Let all parents remember this. The day the child is born, he is born as someone to whom you are deeply indebted. You have to clear the debt. It is not the child who is indebted; the parents must be very clear on who the debtor is. Classically, it has been said that the child owes a lot to the parents—maatr-rin (maternal loan), pitr-rin (paternal loan). The fact is totally different: the parents owe a lot to the child.
So, be very cautious while giving birth. When you are giving birth, you are actually giving birth to a big debt, a humongous debt, and you will have to settle that debt. Otherwise, you won’t be able to settle in peace. If you don’t want to increase your debt manifold, then be very cautious while giving birth. Giving birth is not a plaything. “There was nothing else to do, so we just decided to break the bed, and a few babies we got. Here are two; where is the third one? Look behind the almirah, under the carpet, behind the curtain, somewhere… The third must be there!”
It’s not a casual affair. Giving birth is not for kids. Law just says that there is a legal age—eighteen, twenty-one, and such things. First of all, giving birth requires that there has to be mental maturity. Unfortunately, ninety-nine percent of the world’s population is not at all mentally mature enough to be parents. The funny thing is that the one percent who are mentally mature enough to be parents would never want to give birth.
So, all the instances of baby-making belong to those who should never have been allowed to make babies. It’s almost like a five-year-old baby girl giving birth—oh, she looks twenty-five; she is actually five. A four-year-old boy giving birth—oh, he looks like a brute of thirty-four, six feet, eighty kilograms; he is actually just four. Just as a four-year-old runs behind mamma, this thirty-four-year-old runs behind the kid’s mamma.

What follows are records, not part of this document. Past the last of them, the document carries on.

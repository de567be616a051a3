use axum::{
    http::StatusCode,
    response::{IntoResponse, Response},
    Json,
};
use serde_json::json;
use thiserror::Error;
use tracing::{error, warn};

use crate::users::StoreError;

/// Every failure a handler can return, mapped onto an HTTP status.
#[derive(Debug, Error)]
pub enum AppError {
    #[error("{0}")]
    Validation(String),
    #[error("{0}")]
    Conflict(String),
    #[error("{0}")]
    NotFound(String),
    #[error("{0}")]
    Unauthorized(String),
    #[error(transparent)]
    Internal(#[from] anyhow::Error),
}

impl AppError {
    pub fn status(&self) -> StatusCode {
        match self {
            AppError::Validation(_) => StatusCode::BAD_REQUEST,
            AppError::Conflict(_) => StatusCode::CONFLICT,
            AppError::NotFound(_) => StatusCode::NOT_FOUND,
            AppError::Unauthorized(_) => StatusCode::UNAUTHORIZED,
            AppError::Internal(_) => StatusCode::INTERNAL_SERVER_ERROR,
        }
    }
}

impl From<StoreError> for AppError {
    fn from(e: StoreError) -> Self {
        match e {
            StoreError::Duplicate(_) => AppError::Conflict("User Already Exists".into()),
            StoreError::Database(e) => AppError::Internal(e.into()),
        }
    }
}

impl IntoResponse for AppError {
    fn into_response(self) -> Response {
        let status = self.status();
        let body = match &self {
            AppError::Internal(e) => {
                error!(error = %e, "internal error");
                json!({ "error": e.to_string() })
            }
            other => {
                warn!(%status, message = %other, "request rejected");
                json!({ "message": other.to_string() })
            }
        };
        (status, Json(body)).into_response()
    }
}
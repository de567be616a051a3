use tracing::error;

/// bcrypt cost used for every stored hash.
pub const HASH_COST: u32 = 10;

pub fn hash_password(plain: &str) -> anyhow::Result<String> {
    bcrypt::hash(plain, HASH_COST).map_err(|e| {
        error!(error = %e, "bcrypt hash error");
        anyhow::anyhow!(e.to_string())
    })
}

pub fn verify_password(plain: &str, hash: &str) -> anyhow::Result<bool> {
    bcrypt::verify(plain, hash).map_err(|e| {
        error!(error = %e, "bcrypt verify error");
        anyhow::anyhow!(e.to_string())
    })
}
mod repo;
mod repo_types;
#[cfg(test)]
pub(crate) mod memory;

pub use repo::{PgUserStore, StoreError, UserStore};
pub use repo_types::{NewUser, User};
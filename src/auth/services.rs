use anyhow::Context;
use tracing::{info, warn};

use super::{
    dto::{LoginRequest, SignupRequest},
    jwt::JwtKeys,
    password::{hash_password, verify_password},
};
use crate::{
    error::AppError,
    users::{NewUser, UserStore},
};

const CREDENTIALS_REQUIRED: &str = "Email and Password required";

/// Treats absent and empty strings alike.
fn present(value: Option<String>) -> Option<String> {
    value.filter(|v| !v.is_empty())
}

fn credentials(
    email: Option<String>,
    password: Option<String>,
) -> Result<(String, String), AppError> {
    match (present(email), present(password)) {
        (Some(email), Some(password)) => Ok((email, password)),
        _ => Err(AppError::Validation(CREDENTIALS_REQUIRED.into())),
    }
}

/// Registers a new user. Uniqueness of the email is left to the store, so
/// concurrent signups for one address cannot both succeed.
pub async fn signup(store: &dyn UserStore, req: SignupRequest) -> Result<(), AppError> {
    let (email, password) = credentials(req.email, req.password)?;

    let password_hash = tokio::task::spawn_blocking(move || hash_password(&password))
        .await
        .context("password hashing task failed")??;

    let user = store
        .insert(NewUser {
            email,
            password_hash,
            first_name: present(req.first_name),
            last_name: present(req.last_name),
            phone: present(req.phone),
        })
        .await?;

    info!(user_id = %user.id, email = %user.email, "user registered");
    Ok(())
}

/// Checks credentials and returns a signed token for the user.
pub async fn login(
    store: &dyn UserStore,
    keys: &JwtKeys,
    req: LoginRequest,
) -> Result<String, AppError> {
    let (email, password) = credentials(req.email, req.password)?;

    let Some(user) = store.find_by_email(&email).await? else {
        warn!(%email, "login unknown email");
        return Err(AppError::NotFound("User not found".into()));
    };

    let hash = user.password_hash.clone();
    let ok = tokio::task::spawn_blocking(move || verify_password(&password, &hash))
        .await
        .context("password verification task failed")??;
    if !ok {
        warn!(%email, user_id = %user.id, "login invalid password");
        return Err(AppError::Unauthorized("Invalid password".into()));
    }

    let token = keys.sign(user.id, &user.email)?;
    info!(user_id = %user.id, email = %user.email, "user logged in");
    Ok(token)
}
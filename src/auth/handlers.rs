use axum::{
    extract::{rejection::JsonRejection, FromRef, State},
    http::StatusCode,
    routing::{get, post},
    Json, Router,
};
use tracing::{info, instrument};

use super::{
    dto::{DashboardResponse, LoginRequest, LoginResponse, MessageResponse, SignupRequest},
    extractors::AuthUser,
    jwt::JwtKeys,
    services,
};
use crate::{error::AppError, state::AppState};

pub fn auth_routes() -> Router<AppState> {
    Router::new()
        .route("/signup", post(signup))
        .route("/login", post(login))
}

pub fn protected_routes() -> Router<AppState> {
    Router::new().route("/dashboard", get(dashboard))
}

fn body<T>(payload: Result<Json<T>, JsonRejection>) -> Result<T, AppError> {
    payload
        .map(|Json(p)| p)
        .map_err(|e| AppError::Validation(e.body_text()))
}

#[instrument(skip(state, payload))]
pub async fn signup(
    State(state): State<AppState>,
    payload: Result<Json<SignupRequest>, JsonRejection>,
) -> Result<(StatusCode, Json<MessageResponse>), AppError> {
    services::signup(state.users.as_ref(), body(payload)?).await?;
    Ok((
        StatusCode::CREATED,
        Json(MessageResponse::new("User created successfully")),
    ))
}

#[instrument(skip(state, payload))]
pub async fn login(
    State(state): State<AppState>,
    payload: Result<Json<LoginRequest>, JsonRejection>,
) -> Result<Json<LoginResponse>, AppError> {
    let keys = JwtKeys::from_ref(&state);
    let auth_token = services::login(state.users.as_ref(), &keys, body(payload)?).await?;
    Ok(Json(LoginResponse { auth_token }))
}

#[instrument(skip_all)]
pub async fn dashboard(AuthUser(claims): AuthUser) -> Json<DashboardResponse> {
    info!(user_id = %claims.id, "dashboard access");
    Json(DashboardResponse { verified: true })
}
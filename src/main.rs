use authgate::{app, state::AppState};

#[tokio::main]
async fn main() -> anyhow::Result<()> {
    dotenvy::dotenv().ok();

    let env_filter = std::env::var("RUST_LOG")
        .unwrap_or_else(|_| "authgate=debug,axum=info,tower_http=info".to_string());
    let json_logs = std::env::var("LOG_FORMAT")
        .map(|v| v == "json")
        .unwrap_or(false);

    if json_logs {
        tracing_subscriber::fmt()
            .with_env_filter(env_filter)
            .with_target(false)
            .json()
            .init();
    } else {
        tracing_subscriber::fmt().with_env_filter(env_filter).init();
    }

    let app_state = AppState::init().await?;
    let (host, port) = (app_state.config.host.clone(), app_state.config.port);

    app::serve(app::build_app(app_state), &host, port).await
}
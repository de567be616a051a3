use std::str::FromStr;

use anyhow::Context;
use async_trait::async_trait;
use sqlx::{
    postgres::{PgConnectOptions, PgPoolOptions},
    PgPool,
};
use thiserror::Error;
use time::OffsetDateTime;
use tracing::{debug, info};
use uuid::Uuid;

use super::repo_types::{NewUser, User};
use crate::config::AppConfig;

#[derive(Debug, Error)]
pub enum StoreError {
    #[error("user with email {0} already exists")]
    Duplicate(String),
    #[error(transparent)]
    Database(#[from] sqlx::Error),
}

/// Persistence for user records, keyed by email.
#[async_trait]
pub trait UserStore: Send + Sync {
    async fn find_by_email(&self, email: &str) -> Result<Option<User>, StoreError>;

    /// Inserts a new active user. Fails with [`StoreError::Duplicate`] when
    /// the email is already taken.
    async fn insert(&self, user: NewUser) -> Result<User, StoreError>;

    async fn exists(&self, email: &str) -> Result<bool, StoreError> {
        Ok(self.find_by_email(email).await?.is_some())
    }
}

#[derive(Clone)]
pub struct PgUserStore {
    pool: PgPool,
}

impl PgUserStore {
    /// Builds a lazily connecting pool: nothing touches the network until the
    /// first query, and connections found closed are replaced on acquire.
    pub fn connect_lazy(config: &AppConfig) -> anyhow::Result<Self> {
        let options = PgConnectOptions::from_str(&config.database_url)
            .context("parse DATABASE_URL")?
            .database(&config.db_name);
        let pool = PgPoolOptions::new()
            .max_connections(10)
            .test_before_acquire(true)
            .connect_lazy_with(options);
        Ok(Self { pool })
    }

    /// Applies pending migrations. This is the first real round trip, so a
    /// bad URI or unreachable server surfaces here.
    pub async fn migrate(&self) -> anyhow::Result<()> {
        sqlx::migrate!("./migrations")
            .run(&self.pool)
            .await
            .context("apply database migrations")?;
        info!("database migrations applied");
        Ok(())
    }
}

#[async_trait]
impl UserStore for PgUserStore {
    async fn find_by_email(&self, email: &str) -> Result<Option<User>, StoreError> {
        let user = sqlx::query_as::<_, User>(
            r#"
            SELECT id, email, password_hash, first_name, last_name, phone, is_active, created_at
            FROM users
            WHERE email = $1
            "#,
        )
        .bind(email)
        .fetch_optional(&self.pool)
        .await?;
        Ok(user)
    }

    async fn insert(&self, user: NewUser) -> Result<User, StoreError> {
        let user = user.into_user(Uuid::new_v4(), OffsetDateTime::now_utc());
        let result = sqlx::query(
            r#"
            INSERT INTO users (id, email, password_hash, first_name, last_name, phone, is_active, created_at)
            VALUES ($1, $2, $3, $4, $5, $6, $7, $8)
            "#,
        )
        .bind(user.id)
        .bind(&user.email)
        .bind(&user.password_hash)
        .bind(&user.first_name)
        .bind(&user.last_name)
        .bind(&user.phone)
        .bind(user.is_active)
        .bind(user.created_at)
        .execute(&self.pool)
        .await;

        match result {
            Ok(_) => {
                debug!(user_id = %user.id, "user row inserted");
                Ok(user)
            }
            Err(sqlx::Error::Database(e)) if e.is_unique_violation() => {
                Err(StoreError::Duplicate(user.email))
            }
            Err(e) => Err(e.into()),
        }
    }
}
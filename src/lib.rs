pub mod app;
pub mod auth;
pub mod config;
pub mod error;
pub mod state;
pub mod users;
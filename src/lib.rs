//! Shared-memory quadrotor control-stack simulation.
//!
//! Six forked actors (battery, accelerometer, GPS, flight controller,
//! telemetry, watchdog) and a supervisor communicate through one
//! `MAP_SHARED` record guarded by process-shared POSIX semaphores. See
//! `supervisor::main_loop` for the entry point both binaries drive.

pub mod actors;
pub mod config;
pub mod error;
pub mod shm;
pub mod signals;
pub mod state;
pub mod supervisor;
pub mod sync;
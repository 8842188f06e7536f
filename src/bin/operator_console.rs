//! Thin operator console (§6, §10): sends UDP mode commands typed on
//! stdin, and prints each telemetry frame received over a single-client
//! TCP connection between `[TELEMETRY] {` and `}` markers.

use std::io::{BufRead, Read};
use std::net::{TcpListener, UdpSocket};
use std::sync::mpsc;
use std::thread;

use drone_sim::config::OperatorConsoleConfig;
use drone_sim::error::DroneError;
use drone_sim::state::Mode;

fn main() -> std::process::ExitCode {
    env_logger::init();
    match run() {
        Ok(()) => std::process::ExitCode::SUCCESS,
        Err(e) => {
            log::error!(target: "operator_console", "{e}");
            std::process::ExitCode::FAILURE
        }
    }
}

fn run() -> Result<(), DroneError> {
    let cfg = OperatorConsoleConfig::from_args(std::env::args())?;

    let telemetry_addr = (cfg.operator_ip.as_str(), cfg.telemetry_port);
    let listener = TcpListener::bind(telemetry_addr).map_err(DroneError::SocketSetup)?;
    log::info!(target: "operator_console", "listening for telemetry on {}:{}", cfg.operator_ip, cfg.telemetry_port);

    let (tx, rx) = mpsc::channel::<()>();
    thread::spawn(move || {
        run_telemetry_listener(listener);
        let _ = tx.send(());
    });

    run_command_sender(&cfg.drone_ip, cfg.flight_ctrl_port);
    let _ = rx.recv();
    Ok(())
}

fn run_telemetry_listener(listener: TcpListener) {
    loop {
        match listener.accept() {
            Ok((mut stream, addr)) => {
                log::info!(target: "operator_console", "telemetry connection from {addr}");
                let mut buf = [0u8; 4096];
                loop {
                    match stream.read(&mut buf) {
                        Ok(0) => break,
                        Ok(n) => {
                            print!("[TELEMETRY] {{\n{}}}\n", String::from_utf8_lossy(&buf[..n]));
                        }
                        Err(e) => {
                            log::warn!(target: "operator_console", "telemetry read error: {e}");
                            break;
                        }
                    }
                }
            }
            Err(e) => {
                log::warn!(target: "operator_console", "accept failed: {e}");
            }
        }
    }
}

fn run_command_sender(drone_ip: &str, flight_ctrl_port: u16) {
    let socket = match UdpSocket::bind(("0.0.0.0", 0)) {
        Ok(s) => s,
        Err(e) => {
            log::error!(target: "operator_console", "failed to bind command socket: {e}");
            return;
        }
    };

    let stdin = std::io::stdin();
    for line in stdin.lock().lines() {
        let Ok(line) = line else { break };
        match Mode::from_command_word(&line) {
            Some(mode) => {
                let wire = mode.to_wire();
                if let Err(e) = socket.send_to(&wire, (drone_ip, flight_ctrl_port)) {
                    log::warn!(target: "operator_console", "send failed: {e}");
                } else {
                    log::info!(target: "operator_console", "sent {mode:?}");
                }
            }
            None => {
                log::warn!(target: "operator_console", "unrecognized command: {line:?}");
            }
        }
    }
}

We must fully understand what procreation is beyond the social myth. There is a huge social myth around becoming parents, giving birth to babies. We don’t beget babies; we beget stories. We do not know what a baby really is; we fall for stories. We have stories, we don’t know reality, and we become part of those stories. Those stories are all false. Open your eyes and see what the thing actually is like. It is not the fairy tale we have been told it is. It is something drastically different.